Neurons in the inner nuclear layer (INL) of the developing retina undergo massive programmed cell death during differentiation. The determinants of this cell death remain unknown. This study has examined the role of intercellular communication in the survival of INL cells.; The role of retinal ganglion cells, a synaptic partner of many INL cells, was determined. The removal of retinal ganglion cells by optic nerve transection increased cell death in the INL at two distinct time points, during the loss of ganglion cells, and later during the normal peak of INL cell death. This suggests that ganglion cells play multiple roles in the survival of INL cells.; The role of the neurotrophic factor, BDNF (brain derived neurotrophic factor), in the survival of amacrine neurons was determined.

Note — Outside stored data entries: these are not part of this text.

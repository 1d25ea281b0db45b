//! The document model: an ordered field map with out-of-band id, CAS and expiry.

mod document;

pub use document::*;
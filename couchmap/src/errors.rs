use backtrace::Backtrace;
use serde::{de, ser};
use std::error::Error;
use std::fmt::{Debug, Display, Formatter};
use std::result::Result;

use crate::common::{atomic, Atomic};

/// Error kinds for couchmap operations.
///
/// Each kind describes one category of failure so callers can match on it
/// instead of parsing messages.
///
/// # Examples
///
/// ```rust,ignore
/// use couchmap::errors::{CouchmapError, ErrorKind, CouchmapResult};
///
/// fn example() -> CouchmapResult<()> {
///     Err(CouchmapError::new("No mapping metadata for User", ErrorKind::ObjectMappingError))
/// }
/// ```
#[derive(Debug, PartialEq, Eq, Clone)]
pub enum ErrorKind {
    // Mapping Errors
    /// Error mapping an entity to or from a document
    ObjectMappingError,
    /// Entity metadata is inconsistent (raised when metadata is built)
    ConfigurationError,

    // Encoding Errors
    /// Error encoding or decoding the text representation of a document
    EncodingError,

    // Query Errors
    /// No execution rule matched the declared return shape of a query method
    UnsupportedShape,
    /// The store reported a failure while executing a query
    QueryError,

    // Document Errors
    /// The identifier is missing or not usable as a document key
    InvalidId,
    /// The requested document does not exist
    DocumentNotFound,
    /// A document with the same id already exists
    DocumentExists,
    /// The version (CAS) supplied does not match the stored one
    CasMismatch,

    // Index Errors
    /// Failed to verify or create an index
    IndexingError,

    /// The operation is not valid in the current context
    InvalidOperation,

    /// Internal error (usually indicates a bug)
    InternalError,
}

impl Display for ErrorKind {
    fn fmt(&self, f: &mut Formatter<'_>) -> std::fmt::Result {
        match self {
            ErrorKind::ObjectMappingError => write!(f, "Object mapping error"),
            ErrorKind::ConfigurationError => write!(f, "Configuration error"),
            ErrorKind::EncodingError => write!(f, "Encoding error"),
            ErrorKind::UnsupportedShape => write!(f, "Unsupported shape"),
            ErrorKind::QueryError => write!(f, "Query error"),
            ErrorKind::InvalidId => write!(f, "Invalid ID"),
            ErrorKind::DocumentNotFound => write!(f, "Document not found"),
            ErrorKind::DocumentExists => write!(f, "Document exists"),
            ErrorKind::CasMismatch => write!(f, "CAS mismatch"),
            ErrorKind::IndexingError => write!(f, "Indexing error"),
            ErrorKind::InvalidOperation => write!(f, "Invalid operation"),
            ErrorKind::InternalError => write!(f, "Internal error"),
        }
    }
}

/// Custom couchmap error type.
///
/// `CouchmapError` carries a message, a kind, an optional cause and the
/// backtrace captured where it was created.
///
/// # Examples
///
/// ```rust,ignore
/// use couchmap::errors::{CouchmapError, ErrorKind};
///
/// let cause = CouchmapError::new("trailing characters", ErrorKind::EncodingError);
/// let err = CouchmapError::new_with_cause(
///     "Could not translate to JSON while converting User",
///     ErrorKind::ObjectMappingError,
///     cause,
/// );
/// ```
#[derive(Clone)]
pub struct CouchmapError {
    message: String,
    error_kind: ErrorKind,
    cause: Option<Box<CouchmapError>>,
    backtrace: Atomic<Backtrace>,
}

impl CouchmapError {
    /// Creates a new `CouchmapError` with the specified message and error kind.
    pub fn new(message: &str, error_kind: ErrorKind) -> Self {
        CouchmapError {
            message: message.to_string(),
            error_kind,
            cause: None,
            backtrace: atomic(Backtrace::new()),
        }
    }

    /// Creates a new `CouchmapError` wrapping a cause error.
    pub fn new_with_cause(message: &str, error_kind: ErrorKind, cause: CouchmapError) -> Self {
        CouchmapError {
            message: message.to_string(),
            error_kind,
            cause: Some(Box::new(cause)),
            backtrace: atomic(Backtrace::new()),
        }
    }

    pub fn message(&self) -> &str {
        &self.message
    }

    pub fn kind(&self) -> &ErrorKind {
        &self.error_kind
    }

    pub fn cause(&self) -> Option<&CouchmapError> {
        self.cause.as_deref()
    }
}

impl Display for CouchmapError {
    fn fmt(&self, f: &mut Formatter<'_>) -> std::fmt::Result {
        write!(f, "{}", self.message)
    }
}

impl Debug for CouchmapError {
    fn fmt(&self, f: &mut Formatter<'_>) -> std::fmt::Result {
        // print error message with stack trace followed by cause
        match &self.cause {
            Some(cause) => write!(f, "{}\nCaused by: {:?}", self.message, cause),
            None => write!(f, "{}\n{:?}", self.message, self.backtrace.read()),
        }
    }
}

impl Error for CouchmapError {
    fn source(&self) -> Option<&(dyn Error + 'static)> {
        match &self.cause {
            Some(cause) => Some(cause.as_ref()),
            None => None,
        }
    }
}

/// A result type alias for couchmap operations.
pub type CouchmapResult<T> = Result<T, CouchmapError>;

impl de::Error for CouchmapError {
    fn custom<T: Display>(msg: T) -> Self {
        CouchmapError::new(&msg.to_string(), ErrorKind::EncodingError)
    }
}

impl ser::Error for CouchmapError {
    fn custom<T: Display>(msg: T) -> Self {
        CouchmapError::new(&msg.to_string(), ErrorKind::EncodingError)
    }
}

impl From<serde_json::Error> for CouchmapError {
    fn from(err: serde_json::Error) -> Self {
        CouchmapError::new(&format!("JSON error: {}", err), ErrorKind::EncodingError)
    }
}

impl From<String> for CouchmapError {
    fn from(msg: String) -> Self {
        CouchmapError::new(&msg, ErrorKind::InternalError)
    }
}

impl From<&str> for CouchmapError {
    fn from(msg: &str) -> Self {
        CouchmapError::new(msg, ErrorKind::InternalError)
    }
}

Culturing retinas with BDNF decreased cell death in the amacrine cell layer at postnatal day 7 (P7) but not at P5. Treatment with a soluble form of TrkB (the BDNF receptor), to decrease endogenous BDNF, increased cell death in the amacrine cell layer. These data suggest that amacrine cells are dependent on BDNF for survival.; Spatial distributions of dying cells show a clustered arrangement in sections of developing retina, suggesting that neighboring cells die simultaneously. Nearest Neighbor analysis of dying cells in whole-mounted retinas showed clustering. A bystander effect was induced by scrapeloading whole-mounted retinas with cytochrome c (a protein that induces cell death) and rhodamine dextran (a marker to follow which cells were loaded). These molecules remain in the cell because they are too large to pass through gap junctions, intercellular channels that pass small molecules. Scrapeloading with cytochrome c induced a bystander effect. Inhibitors of gap junctions (octanol, 8-Br-cAMP, carbenoxolone, and SNAP) decreased this effect. Single-cell injection of cytochrome c induced a bystander effect in coupled cells, that was inhibited by carbenoxolone. These data indicate that a gap junction mediated bystander effect of cell death occurs in the developing retina.; Three main findings are reported: retinal ganglion cells support the survival of INL cells; amacrine cells depended on BDNF for survival; and a bystander effect of cell death occurs during retinal development.